:: Input ::
= = = =

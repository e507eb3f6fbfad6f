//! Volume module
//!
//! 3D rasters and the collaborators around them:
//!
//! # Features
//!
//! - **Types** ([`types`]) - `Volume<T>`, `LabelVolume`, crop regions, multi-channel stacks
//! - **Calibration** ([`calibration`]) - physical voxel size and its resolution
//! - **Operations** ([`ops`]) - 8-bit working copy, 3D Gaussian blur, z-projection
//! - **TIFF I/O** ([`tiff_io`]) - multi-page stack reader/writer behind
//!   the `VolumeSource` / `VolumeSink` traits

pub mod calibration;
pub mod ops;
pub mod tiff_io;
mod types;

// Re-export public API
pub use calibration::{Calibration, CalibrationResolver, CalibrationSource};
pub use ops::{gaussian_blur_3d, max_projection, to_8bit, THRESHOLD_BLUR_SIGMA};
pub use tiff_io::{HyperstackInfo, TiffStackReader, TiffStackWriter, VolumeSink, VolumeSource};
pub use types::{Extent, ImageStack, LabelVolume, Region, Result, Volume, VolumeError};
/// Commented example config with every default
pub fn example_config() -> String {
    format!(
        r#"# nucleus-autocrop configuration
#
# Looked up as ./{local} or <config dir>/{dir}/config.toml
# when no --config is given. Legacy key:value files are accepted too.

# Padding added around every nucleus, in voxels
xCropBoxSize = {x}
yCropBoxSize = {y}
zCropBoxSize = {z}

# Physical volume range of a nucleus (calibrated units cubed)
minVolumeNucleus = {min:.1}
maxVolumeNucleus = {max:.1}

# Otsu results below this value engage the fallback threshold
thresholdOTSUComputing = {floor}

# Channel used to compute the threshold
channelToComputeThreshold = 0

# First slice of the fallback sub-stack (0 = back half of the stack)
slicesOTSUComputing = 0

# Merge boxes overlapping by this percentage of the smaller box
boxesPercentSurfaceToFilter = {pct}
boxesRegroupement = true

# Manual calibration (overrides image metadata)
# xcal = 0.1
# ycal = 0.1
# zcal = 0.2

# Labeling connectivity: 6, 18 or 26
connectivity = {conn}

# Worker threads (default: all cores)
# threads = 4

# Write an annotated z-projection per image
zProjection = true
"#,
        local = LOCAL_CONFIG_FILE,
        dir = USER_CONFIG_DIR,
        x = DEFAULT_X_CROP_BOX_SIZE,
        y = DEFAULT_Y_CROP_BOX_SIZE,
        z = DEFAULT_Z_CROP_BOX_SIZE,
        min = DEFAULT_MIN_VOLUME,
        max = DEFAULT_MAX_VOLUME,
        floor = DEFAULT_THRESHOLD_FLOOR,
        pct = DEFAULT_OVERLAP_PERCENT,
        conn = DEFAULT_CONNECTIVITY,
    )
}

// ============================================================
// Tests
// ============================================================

= = = =

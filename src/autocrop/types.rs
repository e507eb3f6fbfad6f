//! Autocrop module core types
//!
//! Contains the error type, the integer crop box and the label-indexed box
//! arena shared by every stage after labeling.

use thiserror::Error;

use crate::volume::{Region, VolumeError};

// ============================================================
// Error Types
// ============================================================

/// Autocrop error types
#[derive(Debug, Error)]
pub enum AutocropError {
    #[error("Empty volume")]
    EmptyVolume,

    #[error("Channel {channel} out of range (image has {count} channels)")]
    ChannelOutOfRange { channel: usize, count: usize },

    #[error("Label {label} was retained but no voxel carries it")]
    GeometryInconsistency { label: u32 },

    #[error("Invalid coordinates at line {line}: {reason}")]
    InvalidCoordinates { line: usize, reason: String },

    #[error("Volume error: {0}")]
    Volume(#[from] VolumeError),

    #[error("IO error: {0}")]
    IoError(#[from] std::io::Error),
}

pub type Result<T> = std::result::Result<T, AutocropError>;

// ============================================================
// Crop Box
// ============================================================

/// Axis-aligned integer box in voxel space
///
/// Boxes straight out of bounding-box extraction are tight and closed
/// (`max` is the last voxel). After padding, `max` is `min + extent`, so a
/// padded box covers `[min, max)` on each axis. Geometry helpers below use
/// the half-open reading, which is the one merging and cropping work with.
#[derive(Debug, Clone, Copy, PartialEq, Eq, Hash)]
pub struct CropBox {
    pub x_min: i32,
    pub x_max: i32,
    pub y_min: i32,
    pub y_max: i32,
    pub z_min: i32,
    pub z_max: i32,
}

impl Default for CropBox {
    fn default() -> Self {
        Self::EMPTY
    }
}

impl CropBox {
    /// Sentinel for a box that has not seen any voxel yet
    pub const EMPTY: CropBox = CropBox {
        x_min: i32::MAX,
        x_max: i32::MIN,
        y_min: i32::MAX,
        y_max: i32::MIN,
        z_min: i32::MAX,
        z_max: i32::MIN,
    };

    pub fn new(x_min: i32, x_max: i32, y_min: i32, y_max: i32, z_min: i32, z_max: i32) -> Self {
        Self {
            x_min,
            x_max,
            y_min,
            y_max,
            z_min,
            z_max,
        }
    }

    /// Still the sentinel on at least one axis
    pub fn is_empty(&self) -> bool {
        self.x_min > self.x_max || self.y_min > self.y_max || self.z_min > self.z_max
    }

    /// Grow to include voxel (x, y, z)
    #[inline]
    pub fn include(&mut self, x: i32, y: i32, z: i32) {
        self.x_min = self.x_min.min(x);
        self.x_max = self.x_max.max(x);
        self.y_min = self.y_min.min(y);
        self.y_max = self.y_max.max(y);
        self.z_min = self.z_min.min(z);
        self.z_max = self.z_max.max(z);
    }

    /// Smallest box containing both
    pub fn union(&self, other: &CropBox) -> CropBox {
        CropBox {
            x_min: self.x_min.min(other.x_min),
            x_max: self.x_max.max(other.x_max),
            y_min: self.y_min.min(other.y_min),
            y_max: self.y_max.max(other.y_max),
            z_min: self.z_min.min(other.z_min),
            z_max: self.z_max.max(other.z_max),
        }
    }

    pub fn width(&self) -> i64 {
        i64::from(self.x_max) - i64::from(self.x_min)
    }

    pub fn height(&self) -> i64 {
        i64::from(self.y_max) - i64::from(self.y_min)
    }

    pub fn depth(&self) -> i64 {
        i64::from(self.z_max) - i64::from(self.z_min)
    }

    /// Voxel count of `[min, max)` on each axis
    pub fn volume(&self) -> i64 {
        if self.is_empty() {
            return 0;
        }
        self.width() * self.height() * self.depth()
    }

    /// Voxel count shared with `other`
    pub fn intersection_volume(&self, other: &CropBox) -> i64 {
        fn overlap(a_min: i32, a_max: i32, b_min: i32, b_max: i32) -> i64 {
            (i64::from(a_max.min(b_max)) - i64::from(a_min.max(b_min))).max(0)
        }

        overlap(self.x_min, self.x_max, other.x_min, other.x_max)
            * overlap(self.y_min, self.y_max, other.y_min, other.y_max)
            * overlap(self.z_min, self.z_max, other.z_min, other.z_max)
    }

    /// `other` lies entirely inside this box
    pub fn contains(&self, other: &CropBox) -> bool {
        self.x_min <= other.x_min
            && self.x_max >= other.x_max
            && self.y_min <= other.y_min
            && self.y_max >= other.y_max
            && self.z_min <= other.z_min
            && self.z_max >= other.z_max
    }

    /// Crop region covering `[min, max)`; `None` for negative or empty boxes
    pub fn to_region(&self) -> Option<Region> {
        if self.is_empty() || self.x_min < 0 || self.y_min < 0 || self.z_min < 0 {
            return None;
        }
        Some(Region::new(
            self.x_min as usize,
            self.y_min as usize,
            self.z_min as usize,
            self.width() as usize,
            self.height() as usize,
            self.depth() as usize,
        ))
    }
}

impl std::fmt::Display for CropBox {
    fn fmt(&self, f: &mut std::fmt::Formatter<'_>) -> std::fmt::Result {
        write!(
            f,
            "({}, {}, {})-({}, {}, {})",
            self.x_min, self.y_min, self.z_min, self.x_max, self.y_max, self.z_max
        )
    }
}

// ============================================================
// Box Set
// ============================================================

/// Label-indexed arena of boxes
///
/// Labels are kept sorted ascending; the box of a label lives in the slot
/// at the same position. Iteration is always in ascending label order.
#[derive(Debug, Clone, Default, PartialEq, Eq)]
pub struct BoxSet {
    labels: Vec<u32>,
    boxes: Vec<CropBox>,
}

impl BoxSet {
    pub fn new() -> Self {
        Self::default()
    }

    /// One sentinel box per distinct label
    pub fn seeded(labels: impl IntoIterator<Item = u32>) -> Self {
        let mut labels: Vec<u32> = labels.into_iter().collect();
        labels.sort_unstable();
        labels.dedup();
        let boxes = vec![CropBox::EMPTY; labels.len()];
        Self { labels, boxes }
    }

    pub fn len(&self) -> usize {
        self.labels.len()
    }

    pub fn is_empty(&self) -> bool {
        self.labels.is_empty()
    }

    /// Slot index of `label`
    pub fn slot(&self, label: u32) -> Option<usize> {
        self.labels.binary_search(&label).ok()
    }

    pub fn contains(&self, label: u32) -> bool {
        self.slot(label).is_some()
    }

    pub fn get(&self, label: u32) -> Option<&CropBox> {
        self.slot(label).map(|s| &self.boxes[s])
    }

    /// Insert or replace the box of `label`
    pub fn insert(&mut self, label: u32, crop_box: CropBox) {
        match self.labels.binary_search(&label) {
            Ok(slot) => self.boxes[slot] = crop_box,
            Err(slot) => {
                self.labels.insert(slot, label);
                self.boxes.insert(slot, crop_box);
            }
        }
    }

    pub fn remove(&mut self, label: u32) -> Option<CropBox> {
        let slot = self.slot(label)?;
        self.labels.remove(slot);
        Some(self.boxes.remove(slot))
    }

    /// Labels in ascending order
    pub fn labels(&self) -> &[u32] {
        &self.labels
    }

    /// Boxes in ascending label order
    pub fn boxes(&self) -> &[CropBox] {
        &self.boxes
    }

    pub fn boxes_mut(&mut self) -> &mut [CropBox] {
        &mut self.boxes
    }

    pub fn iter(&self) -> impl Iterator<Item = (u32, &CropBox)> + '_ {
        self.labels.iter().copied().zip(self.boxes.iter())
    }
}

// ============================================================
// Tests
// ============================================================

= = = =

:: Work to be completed ::
Retype exactly, and only, the lines above from the one where "in voxel space" occurs up to and including the one where "cropping work with." occurs.

:: Answer box ::
/// Axis-aligned integer box in voxel space
///
/// Boxes straight out of bounding-box extraction are tight and closed
/// (`max` is the last voxel). After padding, `max` is `min + extent`, so a
/// padded box covers `[min, max)` on each axis. Geometry helpers below use
/// the half-open reading, which is the one merging and cropping work with.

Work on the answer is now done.